LA DUPERIE DE LA BAISSE DES IMPOTS by Par Jacques Nikonoff Monday September 11, 2000 at 11:49 AM |
Laurent Fabius aime à répéter que « ce n'est pas la droite qui risque de battre la gauche aux prochaines élections, mais que ce sont les impôts. » D'où son plan de baisse : ....

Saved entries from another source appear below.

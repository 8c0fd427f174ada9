//! Best-effort symbol resolution
//!
//! Given a name used in a module, decide whether it refers to an import
//! from another local module, a bare package import, or a declaration
//! local to the module itself. This is a syntax-only resolver: it never
//! opens the target module to confirm the symbol actually exists there,
//! and it never fails: an unknown name is assumed local.

use crate::analysis::context::ImportRecord;
use crate::schema::Reference;
use crate::utils::paths;

/// Resolve a name against a module's collected imports.
///
/// When several imports bind the same local name, the last one collected
/// wins (collection order follows AST visitation order).
pub fn resolve(name: &str, current_module_path: &str, imports: &[ImportRecord]) -> Reference {
    let found = imports.iter().rev().find(|record| record.name == name);

    match found {
        Some(record) if record.is_bare_module_specifier => {
            Reference::package(name, record.import_path.clone())
        }
        Some(record) => Reference::local(
            name,
            paths::resolve_relative(current_module_path, &record.import_path),
        ),
        None => Reference::local(name, current_module_path),
    }
}
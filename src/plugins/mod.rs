//! The built-in analyzer pipeline
//!
//! One focused module per construct, dispatching on node kind at the top
//! of each hook. Order matters and is declared in the registry.

pub mod arrow_function;
pub mod class_jsdoc;
pub mod classes;
pub mod cleanup;
pub mod define_calls;
pub mod exports;
pub mod function_like;
pub mod imports;
pub mod link;
pub mod mixins;
pub mod reexported_mixins;
pub mod variables;

use tree_sitter::Node;

/// Whether a node is a top-level statement of its module, directly or
/// behind an export statement.
pub(crate) fn is_top_level(node: Node) -> bool {
    match node.parent() {
        Some(parent) if parent.kind() == "program" => true,
        Some(parent) if parent.kind() == "export_statement" => parent
            .parent()
            .map(|grandparent| grandparent.kind() == "program")
            .unwrap_or(false),
        _ => false,
    }
}
//! Module specifier classification and resolution
//!
//! Import specifiers come in two flavors: bare specifiers that name a
//! package (`lit`, `@scope/pkg`) and relative specifiers that name a file
//! (`./base.js`, `../mixins/a.js`). Relative specifiers resolve against
//! the importing module's path with URL-style segment folding.

/// Whether a specifier names a package rather than a file.
///
/// Bare specifiers do not start with `.` or `/` and begin with an
/// alphabetic character or `@` (scoped packages).
pub fn is_bare_specifier(specifier: &str) -> bool {
    if specifier.starts_with('.') || specifier.starts_with('/') {
        return false;
    }
    match specifier.chars().next() {
        Some(first) => first.is_alphabetic() || first == '@',
        None => false,
    }
}

/// Resolve a relative specifier against the importing module's path.
///
/// Follows relative-URL semantics: the base's last segment is dropped, the
/// specifier's segments are appended, and `.`/`..` segments are folded.
/// `..` segments past the root are discarded. An absolute specifier
/// replaces the base path entirely.
pub fn resolve_relative(base_module: &str, specifier: &str) -> String {
    if specifier.starts_with('/') {
        return specifier.to_string();
    }

    let mut segments: Vec<&str> = base_module.split('/').collect();
    segments.pop();

    for segment in specifier.split('/') {
        match segment {
            "" | "." => {}
            ".." => {
                segments.pop();
            }
            other => segments.push(other),
        }
    }

    segments.join("/")
}

#[cfg(test)]
mod tests {
    use super::*;

    #[test]
    fn bare_specifier_detection() {
        assert!(is_bare_specifier("lit"));
        assert!(is_bare_specifier("@lion/button"));
        assert!(is_bare_specifier("lit/decorators.js"));
        assert!(!is_bare_specifier("./local.js"));
        assert!(!is_bare_specifier("../up.js"));
        assert!(!is_bare_specifier("/abs.js"));
        assert!(!is_bare_specifier(""));
        // A leading digit is not a valid package name start.
        assert!(!is_bare_specifier("0pkg"));
    }

    #[test]
    fn sibling_resolution() {
        assert_eq!(resolve_relative("src/a.js", "./b.js"), "src/b.js");
        assert_eq!(resolve_relative("a.js", "./b.js"), "b.js");
    }

    #[test]
    fn parent_resolution() {
        assert_eq!(resolve_relative("src/nested/a.js", "../b.js"), "src/b.js");
        assert_eq!(resolve_relative("src/a.js", "../b.js"), "b.js");
        // Folding past the root discards the extra segments.
        assert_eq!(resolve_relative("a.js", "../../b.js"), "b.js");
    }

    #[test]
    fn deep_resolution() {
        assert_eq!(
            resolve_relative("src/a.js", "./mixins/b.js"),
            "src/mixins/b.js"
        );
        assert_eq!(
            resolve_relative("src/elements/a.js", ".././shared/c.js"),
            "src/shared/c.js"
        );
    }
}
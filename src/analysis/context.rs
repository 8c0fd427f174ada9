//! The shared per-run analysis context
//!
//! One `AnalyzerContext` exists per run and is threaded through every
//! plugin hook. It carries the dev flag, the third-party manifests
//! supplied at the merge point, and the transient import tables. Import
//! lists are fully repopulated when processing moves to a new module so
//! stale records can never leak across module boundaries.

use std::collections::HashMap;

use crate::resolve::symbols;
use crate::schema::{Manifest, Reference};

/// A collected import binding. Transient: exposed to the analyze phase via
/// the context, never part of the emitted manifest.
#[derive(Debug, Clone, PartialEq, Eq)]
pub struct ImportRecord {
    /// The local bound name. Aliased imports are recorded under the alias,
    /// not the original exported name. Empty for side-effect imports.
    pub name: String,
    pub kind: ImportKind,
    pub import_path: String,
    pub is_bare_module_specifier: bool,
    pub is_type_only: bool,
}

#[derive(Debug, Clone, Copy, PartialEq, Eq)]
pub enum ImportKind {
    Default,
    Named,
    Aggregate,
    SideEffect,
}

#[derive(Debug)]
pub struct AnalyzerContext {
    /// Verbose diagnostics requested by the caller.
    pub dev: bool,
    current_module_path: String,
    /// The current module's import records, in AST visitation order.
    imports: Vec<ImportRecord>,
    /// Import tables per module, filled during the collect phase and kept
    /// around so package-link plugins can still resolve symbols.
    imports_by_module: HashMap<String, Vec<ImportRecord>>,
    third_party_manifests: Vec<Manifest>,
}

impl AnalyzerContext {
    pub fn new(dev: bool, third_party_manifests: Vec<Manifest>) -> Self {
        Self {
            dev,
            current_module_path: String::new(),
            imports: Vec::new(),
            imports_by_module: HashMap::new(),
            third_party_manifests,
        }
    }

    /// Enter a module for the collect phase: the import list starts empty.
    pub(crate) fn begin_collect(&mut self, module_path: &str) {
        self.current_module_path = module_path.to_string();
        self.imports = Vec::new();
    }

    /// Leave a module's collect phase, stashing its import table.
    pub(crate) fn finish_collect(&mut self) {
        let imports = std::mem::take(&mut self.imports);
        self.imports_by_module
            .insert(self.current_module_path.clone(), imports);
    }

    /// Enter a module for the analyze phase: the import list is restored
    /// wholesale from the collect phase, never merged incrementally.
    pub(crate) fn begin_analyze(&mut self, module_path: &str) {
        self.current_module_path = module_path.to_string();
        self.imports = self
            .imports_by_module
            .get(module_path)
            .cloned()
            .unwrap_or_default();
    }

    pub fn current_module_path(&self) -> &str {
        &self.current_module_path
    }

    pub fn push_import(&mut self, record: ImportRecord) {
        self.imports.push(record);
    }

    pub fn imports(&self) -> &[ImportRecord] {
        &self.imports
    }

    pub fn imports_for(&self, module_path: &str) -> &[ImportRecord] {
        self.imports_by_module
            .get(module_path)
            .map(Vec::as_slice)
            .unwrap_or(&[])
    }

    /// Resolve a name used in the current module to a reference.
    pub fn resolve(&self, name: &str) -> Reference {
        symbols::resolve(name, &self.current_module_path, &self.imports)
    }

    pub fn third_party_manifests(&self) -> &[Manifest] {
        &self.third_party_manifests
    }
}

#[cfg(test)]
mod tests {
    use super::*;

    fn named(name: &str, path: &str) -> ImportRecord {
        ImportRecord {
            name: name.to_string(),
            kind: ImportKind::Named,
            import_path: path.to_string(),
            is_bare_module_specifier: crate::utils::paths::is_bare_specifier(path),
            is_type_only: false,
        }
    }

    #[test]
    fn imports_repopulate_per_module() {
        let mut ctx = AnalyzerContext::new(false, Vec::new());

        ctx.begin_collect("src/a.js");
        ctx.push_import(named("Base", "./base.js"));
        ctx.finish_collect();

        ctx.begin_collect("src/b.js");
        ctx.finish_collect();

        ctx.begin_analyze("src/b.js");
        assert!(ctx.imports().is_empty(), "no leakage from src/a.js");

        ctx.begin_analyze("src/a.js");
        assert_eq!(ctx.imports().len(), 1);
        assert_eq!(ctx.resolve("Base").module.as_deref(), Some("src/base.js"));
    }
}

LA DUPERIE DE LA BAISSE DES IMPOTS
Par Jacques Nikonoff*
Laurent Fabius aime à répéter que « ce n’est pas la droite qui risque de battre la gauche aux prochaines élections, mais que ce sont les impôts. » D’où son plan de baisse : 120 milliards de francs en trois ans. Le mobile de cette décision n’est donc pas l’efficacité économique ni la justice sociale, c’est le calcul électoral. Il semble d’ailleurs, pour l’instant, que les sondages donnent raison à Laurent Fabius puisque près de 90 % de nos compatriotes approuvent ces mesures. Toutefois, 73 % des sondés estiment que ces baisses d’impôts ont été décidées « parce que les élections approchent. » Ils ont donc une attitude pragmatique : ils prennent ce qui est à prendre, sans se faire la moindre illusion sur les raisons, les ambitions et les effets de ces baisses d’impôts.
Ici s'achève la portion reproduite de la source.